Fourier transform spectra and torsion–rotation structure of the CO-stretching 2 ν8 overtone and 2 ν8– ν8 hot band of CH 3OH

Abstract

The Fourier transform infrared (FTIR) spectrum of the 2 ν 8 overtone band of the CO-stretching vibrational mode of CH 3OH has been investigated in the 5-μm region at a spectral resolution of 0.0048 cm −1 (1/MOPD) and a higher pressure-path-length product than heretofore. Assignments are reported for high- K 2 ν 8 subbands in the ground state ( n=0) of the ν 12 torsion, and for 2ν 8+ν 12−ν 12 (n=1) and 2 ν 8+2 ν 12−2 ν 12 ( n=2) torsionally excited combination subbands.
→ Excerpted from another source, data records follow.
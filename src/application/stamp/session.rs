//! Build session - the ledger state of one build
//!
//! Reads always go to the previous build's ledger; writes go to a staged
//! ledger that only becomes visible once persisted. A session is created per
//! build and moved through the phases, so nothing leaks between builds that
//! share a process.

use crate::domain::entities::{Ledger, LedgerEntry};
use crate::domain::value_objects::{ArtifactKey, BuildVersion};

#[derive(Debug, Clone)]
pub struct BuildSession {
    candidate: BuildVersion,
    previous: Ledger,
    staged: Ledger,
}

impl BuildSession {
    pub fn begin(previous: Ledger, candidate: BuildVersion) -> Self {
        Self {
            candidate,
            previous,
            staged: Ledger::new(),
        }
    }

    pub fn candidate(&self) -> &BuildVersion {
        &self.candidate
    }

    /// Previous build's entry for `key` (exact, then loose match)
    pub fn lookup(&self, key: &ArtifactKey) -> Option<&LedgerEntry> {
        self.previous.lookup(key).map(|(_, entry)| entry)
    }

    /// Stage an entry for the next ledger; returns the replaced staged entry
    pub fn record(&mut self, key: ArtifactKey, entry: LedgerEntry) -> Option<LedgerEntry> {
        let replaced = self.staged.remove(&key);
        self.staged.set(key, entry);
        replaced
    }

    /// File names the previous build published
    pub fn published_names(&self) -> impl Iterator<Item = &str> + '_ {
        self.previous.entries().map(|(_, entry)| entry.file_name())
    }

    pub fn staged(&self) -> &Ledger {
        &self.staged
    }

    /// Close the session, yielding the ledger to persist
    pub fn finish(self) -> Ledger {
        self.staged
    }
}
//! Vite build manifest
//!
//! When present, the manifest gives chunks a stable identity (their source
//! module) and lists the imports between them.

use std::collections::BTreeMap;
use std::path::{Path, PathBuf};

use serde::Deserialize;

use crate::domain::ports::FileSystem;
use crate::error::{RevtagError, RevtagResult};

/// Locations checked, in order, relative to the output directory
pub const MANIFEST_CANDIDATES: &[&str] = &[".vite/manifest.json", "manifest.json"];

/// One manifest entry
#[derive(Debug, Clone, Default, Deserialize)]
#[serde(rename_all = "camelCase")]
pub struct ManifestChunk {
    pub file: String,
    #[serde(default)]
    pub name: Option<String>,
    #[serde(default)]
    pub src: Option<String>,
    #[serde(default)]
    pub imports: Vec<String>,
    #[serde(default)]
    pub dynamic_imports: Vec<String>,
}

#[derive(Debug, Clone, Default)]
pub struct ViteManifest {
    path: PathBuf,
    entries: BTreeMap<String, ManifestChunk>,
}

impl ViteManifest {
    /// Load the first manifest found under `out_dir`; `None` if there is none.
    pub fn load(fs: &dyn FileSystem, out_dir: &Path) -> RevtagResult<Option<Self>> {
        for candidate in MANIFEST_CANDIDATES {
            let path = out_dir.join(candidate);
            if !fs.exists(&path) {
                continue;
            }
            let content = fs.read(&path).map_err(|e| RevtagError::InvalidManifest {
                path: path.clone(),
                message: e.to_string(),
            })?;
            return Self::parse(&path, &content).map(Some);
        }
        Ok(None)
    }

    pub fn parse(path: &Path, content: &str) -> RevtagResult<Self> {
        let entries: BTreeMap<String, ManifestChunk> =
            serde_json::from_str(content).map_err(|e| RevtagError::InvalidManifest {
                path: path.to_path_buf(),
                message: e.to_string(),
            })?;
        Ok(Self {
            path: path.to_path_buf(),
            entries,
        })
    }

    pub fn path(&self) -> &Path {
        &self.path
    }

    /// Entry whose output file is `file_name`
    pub fn by_file(&self, file_name: &str) -> Option<&ManifestChunk> {
        self.entries.values().find(|chunk| chunk.file == file_name)
    }

    /// Map manifest keys to output file names; unknown keys are dropped.
    pub fn resolve_files(&self, keys: &[String]) -> Vec<String> {
        keys.iter()
            .filter_map(|key| self.entries.get(key).map(|chunk| chunk.file.clone()))
            .collect()
    }
}
//! Stamp Use Case
//!
//! Orchestrates one build:
//! 1. Load the previous ledger (corrupt or missing storage is an empty ledger)
//! 2. Collect the artifact set from the build pipeline
//! 3. Decide a name for every tracked artifact
//! 4. Apply renames
//! 5. Rewrite references
//! 6. Hand the result to the pipeline
//! 7. Persist the staged ledger
//!
//! Stages only move forward. A failure before persisting aborts the build and
//! leaves the stored ledger untouched.

use crate::domain::policies::KindPolicy;
use crate::domain::ports::{ArtifactSink, ArtifactSource, LedgerRepository};
use crate::error::{RevtagError, RevtagResult};

use super::engine::Stamper;
use super::options::StampOptions;
use super::result::StampOutcome;
use super::session::BuildSession;

/// Lifecycle of one build
#[derive(Debug, Clone, Copy, PartialEq, Eq)]
pub enum BuildStage {
    Init,
    Collect,
    Decide,
    ApplyRenames,
    RewriteReferences,
    Persist,
    Done,
}

/// Stamp use case, parameterized by its ledger storage
pub struct StampUseCase<LR>
where
    LR: LedgerRepository,
{
    ledger_repo: LR,
    stamper: Stamper,
}

impl<LR> StampUseCase<LR>
where
    LR: LedgerRepository,
{
    pub fn new(ledger_repo: LR, policy: KindPolicy) -> Self {
        Self {
            ledger_repo,
            stamper: Stamper::new(policy),
        }
    }

    /// Execute one build
    pub fn execute(
        &self,
        options: &StampOptions,
        source: &dyn ArtifactSource,
        sink: &dyn ArtifactSink,
    ) -> RevtagResult<StampOutcome> {
        enter(BuildStage::Init);
        let previous = self.ledger_repo.load_or_empty(&options.ledger_path);
        let session = BuildSession::begin(previous, options.version.clone());

        enter(BuildStage::Collect);
        let artifacts = source.collect()?;
        tracing::debug!(count = artifacts.len(), "collected artifacts");

        let outcome = self.stamper.run(session, artifacts)?;

        if options.dry_run {
            tracing::info!("dry run: skipping emit and ledger persist");
            enter(BuildStage::Done);
            return Ok(outcome);
        }

        sink.emit(&outcome.artifacts, &outcome.renames)?;

        enter(BuildStage::Persist);
        self.ledger_repo
            .save(&outcome.ledger, &options.ledger_path)
            .map_err(|e| RevtagError::LedgerPersist {
                path: options.ledger_path.clone(),
                message: e.to_string(),
            })?;

        enter(BuildStage::Done);
        tracing::info!(
            renamed = outcome.report.renamed,
            entries = outcome.ledger.len(),
            "build stamped"
        );
        Ok(outcome)
    }
}

pub(super) fn enter(stage: BuildStage) {
    tracing::trace!(?stage, "entering build stage");
}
Upper-state υ 8=2 term values have been fitted to series expansions in powers of J( J+1) to obtain J-independent substate origins defining the torsion- K-rotation structure of the overtone state. Perturbations due to Coriolis and asymmetry resonances have been observed and characterized, as well as J-localized level-crossing resonances arising principally from interactions with the υ 7=2 overtone state of the in plane CH 3-rocking mode and the ( υ 7, υ 8)=(1,1) combination state. Differences between υ 8=2 and υ 8=1 term values have been used to generate a predicted map of the weak 2 ν 8– ν 8 CO-stretching hot band. The hot band underlies the main ν 8 fundamental in the 10-μm region, so is of significance to the determination of the fundamental line intensities. A number of the weak hot-band lines have been observed in the 10-μm FTIR spectrum.